The sky lightened before nine on my first morning in Stromness and as I took a pre-breakfast stroll through the crooked streets to Ness Point, fishing boats chugged out of the harbour escorted by noisy fleets of gulls. Chattering crowds of starlings hurled themselves into the low branches of garden trees. There was frost on the ground and a pink horizon. I was afraid to go back indoors; blink, and I might miss the day, the sense of life awakening.

Stepping out again an hour later to walk to the eastern shore of the bay, the wisdom of choosing this unseasonal journey clarified. The sun had risen low to the south and seemed to pierce deep behind my eyes as acres of clear blue domed above. Unobscured by high land, sunlight reflected from sheets of water. I walked and stopped. Walked and stopped. It was as if the place had been designed to capture light; I was inside a magical prism of glass worthy of a Philip Pullman novel.

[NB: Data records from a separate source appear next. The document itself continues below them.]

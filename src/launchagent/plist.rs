//! Plist document for the wakeup LaunchAgent.

use std::collections::BTreeMap;

use serde::{Deserialize, Serialize};

use super::error::Result;

/// LaunchAgent plist for `wakeup daemon`.
///
/// `KeepAlive` makes launchd resurrect the daemon if it exits, so pending
/// alarms are restored without the user doing anything.
#[derive(Debug, Clone, Serialize, Deserialize, PartialEq)]
#[serde(rename_all = "PascalCase")]
pub struct WakeupLaunchAgent {
    /// Service label (reverse domain format)
    pub label: String,

    pub program_arguments: Vec<String>,

    pub run_at_load: bool,

    pub keep_alive: bool,

    /// `Interactive` keeps launchd from throttling timer wakeups.
    pub process_type: String,

    pub standard_out_path: String,

    pub standard_error_path: String,

    #[serde(skip_serializing_if = "BTreeMap::is_empty", default)]
    pub environment_variables: BTreeMap<String, String>,
}

impl WakeupLaunchAgent {
    /// Service label of the wakeup daemon.
    pub const LABEL: &'static str = "com.wakeup.daemon";

    /// Creates the agent definition for `binary_path`, logging to `log_dir`.
    pub fn new(binary_path: impl Into<String>, log_dir: &str) -> Self {
        Self {
            label: Self::LABEL.to_string(),
            program_arguments: vec![binary_path.into(), "daemon".to_string()],
            run_at_load: true,
            keep_alive: true,
            process_type: "Interactive".to_string(),
            standard_out_path: format!("{}/daemon.out.log", log_dir),
            standard_error_path: format!("{}/daemon.err.log", log_dir),
            environment_variables: BTreeMap::new(),
        }
    }

    /// Sets `RUST_LOG` for the daemon.
    pub fn with_log_filter(mut self, filter: impl Into<String>) -> Self {
        self.environment_variables
            .insert("RUST_LOG".to_string(), filter.into());
        self
    }

    /// Renders the plist as XML.
    ///
    /// # Errors
    ///
    /// Returns an error if serialization fails.
    pub fn to_xml(&self) -> Result<Vec<u8>> {
        let mut buf = Vec::new();
        plist::to_writer_xml(&mut buf, self)?;
        Ok(buf)
    }
}
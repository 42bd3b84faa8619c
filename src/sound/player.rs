//! Looping alarm player using rodio.
//!
//! `rodio::OutputStream` must stay on the thread that created it, so the
//! player owns a dedicated audio thread. Commands go in over a channel;
//! preparation results come back as [`AudioEvent`]s tagged with the
//! generation they belong to.

use std::fs::File;
use std::io::{BufReader, Cursor};
use std::sync::mpsc::{self, Receiver, Sender};
use std::thread::JoinHandle;

use rodio::{Decoder, OutputStream, OutputStreamHandle, Sink, Source};
use tokio::sync::mpsc::UnboundedSender;
use tracing::{debug, warn};

use super::embedded::bundled_tone;
use super::error::SoundError;
use super::source::ResolvedAudio;
use super::{AudioBackend, AudioEvent};

/// Playback volume of a ringing alarm.
const ALARM_VOLUME: f32 = 1.0;

enum Command {
    Prepare {
        generation: u64,
        source: ResolvedAudio,
    },
    Start {
        generation: u64,
    },
    Release,
    Shutdown,
}

/// A decoded source waiting for `start`.
enum Prepared {
    File(Decoder<BufReader<File>>),
    Bundled(Decoder<Cursor<&'static [u8]>>),
}

/// Alarm player backed by a dedicated rodio thread.
///
/// Sources loop until released and play at full volume on the default
/// output device.
pub struct RodioAlarmPlayer {
    commands: Sender<Command>,
    thread: Option<JoinHandle<()>>,
}

impl RodioAlarmPlayer {
    /// Starts the audio thread.
    ///
    /// Opening the output device happens on the audio thread; if no device
    /// is available every `prepare` reports an [`AudioEvent::Error`].
    ///
    /// # Errors
    ///
    /// Returns an error if the audio thread cannot be spawned.
    pub fn spawn(events: UnboundedSender<AudioEvent>) -> Result<Self, SoundError> {
        let (commands, receiver) = mpsc::channel();

        let thread = std::thread::Builder::new()
            .name("wakeup-audio".to_string())
            .spawn(move || run_audio_thread(receiver, events))
            .map_err(|e| SoundError::DeviceNotAvailable(e.to_string()))?;

        Ok(Self {
            commands,
            thread: Some(thread),
        })
    }

    fn send(&self, command: Command) -> Result<(), SoundError> {
        self.commands
            .send(command)
            .map_err(|_| SoundError::PlaybackError("audio thread has stopped".to_string()))
    }
}

impl AudioBackend for RodioAlarmPlayer {
    fn prepare(&self, generation: u64, source: &ResolvedAudio) -> Result<(), SoundError> {
        self.send(Command::Prepare {
            generation,
            source: source.clone(),
        })
    }

    fn start(&self, generation: u64) -> Result<(), SoundError> {
        self.send(Command::Start { generation })
    }

    fn release(&self) {
        let _ = self.send(Command::Release);
    }
}

impl Drop for RodioAlarmPlayer {
    fn drop(&mut self) {
        let _ = self.commands.send(Command::Shutdown);
        if let Some(thread) = self.thread.take() {
            let _ = thread.join();
        }
    }
}

impl std::fmt::Debug for RodioAlarmPlayer {
    fn fmt(&self, f: &mut std::fmt::Formatter<'_>) -> std::fmt::Result {
        f.debug_struct("RodioAlarmPlayer")
            .field("running", &self.thread.is_some())
            .finish_non_exhaustive()
    }
}

// ============================================================================
// Audio thread
// ============================================================================

fn run_audio_thread(commands: Receiver<Command>, events: UnboundedSender<AudioEvent>) {
    let output = match OutputStream::try_default() {
        Ok(pair) => {
            debug!("Audio output stream initialized");
            Some(pair)
        }
        Err(e) => {
            warn!("オーディオ出力を開けません: {}", e);
            None
        }
    };

    let mut prepared: Option<(u64, Prepared)> = None;
    let mut sink: Option<Sink> = None;

    while let Ok(command) = commands.recv() {
        match command {
            Command::Prepare { generation, source } => {
                stop_sink(&mut sink);
                prepared = None;

                let result = match &output {
                    Some(_) => decode(&source),
                    None => Err(SoundError::DeviceNotAvailable(
                        "no default output device".to_string(),
                    )),
                };

                let event = match result {
                    Ok(decoded) => {
                        prepared = Some((generation, decoded));
                        AudioEvent::Prepared { generation }
                    }
                    Err(e) => AudioEvent::Error {
                        generation,
                        message: e.to_string(),
                    },
                };
                let _ = events.send(event);
            }
            Command::Start { generation } => {
                let Some((_, handle)) = &output else {
                    continue;
                };
                match prepared.take() {
                    Some((prepared_generation, decoded)) if prepared_generation == generation => {
                        match play_looping(handle, decoded) {
                            Ok(new_sink) => {
                                stop_sink(&mut sink);
                                sink = Some(new_sink);
                                debug!(generation, "alarm playback started");
                            }
                            Err(e) => {
                                let _ = events.send(AudioEvent::Error {
                                    generation,
                                    message: e.to_string(),
                                });
                            }
                        }
                    }
                    other => {
                        debug!(generation, "start ignored: source not prepared for this generation");
                        prepared = other;
                    }
                }
            }
            Command::Release => {
                stop_sink(&mut sink);
                prepared = None;
            }
            Command::Shutdown => break,
        }
    }

    stop_sink(&mut sink);
    debug!("Audio thread stopped");
}

fn decode(source: &ResolvedAudio) -> Result<Prepared, SoundError> {
    match source {
        ResolvedAudio::File(path) => {
            let file = File::open(path)
                .map_err(|e| SoundError::FileNotFound(format!("{}: {}", path.display(), e)))?;
            let decoder = Decoder::new(BufReader::new(file))
                .map_err(|e| SoundError::DecodeError(e.to_string()))?;
            Ok(Prepared::File(decoder))
        }
        ResolvedAudio::Bundled => {
            let decoder = Decoder::new(Cursor::new(bundled_tone()))
                .map_err(|e| SoundError::DecodeError(format!("bundled tone: {}", e)))?;
            Ok(Prepared::Bundled(decoder))
        }
    }
}

fn play_looping(handle: &OutputStreamHandle, decoded: Prepared) -> Result<Sink, SoundError> {
    let sink = Sink::try_new(handle).map_err(|e| SoundError::StreamError(e.to_string()))?;
    sink.set_volume(ALARM_VOLUME);

    match decoded {
        Prepared::File(decoder) => sink.append(decoder.repeat_infinite()),
        Prepared::Bundled(decoder) => sink.append(decoder.repeat_infinite()),
    }
    sink.play();
    Ok(sink)
}

fn stop_sink(sink: &mut Option<Sink>) {
    if let Some(active) = sink.take() {
        active.stop();
    }
}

The previous night I’d stood out on the ferry deck as we came through Hoy Sound and been thrilled by the inky waters, the flashing beacons suggesting fragmented peninsulas, points, and islands. Today’s luminous contrast was exquisite. I suppose it’s simple: If you’re lucky enough to get sunlight here in winter, it will be magnified. And it’s a particular quality of light which is made more precious by its brevity, and by its earthbound angle. The essence of North.

It soon became apparent that a charmed day was emerging, reflected in the wide-open eyes of all the people I met on foot and their generous greetings. Over the past three years, Orkney has seen a major increase in coach-based tourism partly resulting from large numbers of visiting cruise ships. Further growth is expected. How lucky was I now to feel like the only tourist in town! People responded kindly and with curiosity to my being there; later a remote shopkeeper made me a cup of coffee, a thumb stuck out on a lonely roadside elicited a lift (once there was any traffic). An urgent need for intense light levelled us as humans and we tipped our faces towards the sun and talked about weather and place and time, pulled into an acute intimacy with primal rhythms.

I’ve been to Orkney several times before, but always in summer when its many visitors marvel at its particular magic and long, light days. Having spent so much time in all seasons in Caithness across the Pentland Firth when writing a novel set there, many of the same features are recognisable here – the harshness and low-lying land, the phenomenal high-banked skies and scattered rural population, brochs, chambered cairns and the teasing manner of conversation. But perhaps here the convoluted jigsaw of land and water leads to something more concentrated. In this season it’s more like a kaleidoscope than a jigsaw. Wherever I go I walk partly to internalise landscape, but on this day it seemed the topography, architecture, the people even, were built from light and it was this luminosity which characterised the sense of place.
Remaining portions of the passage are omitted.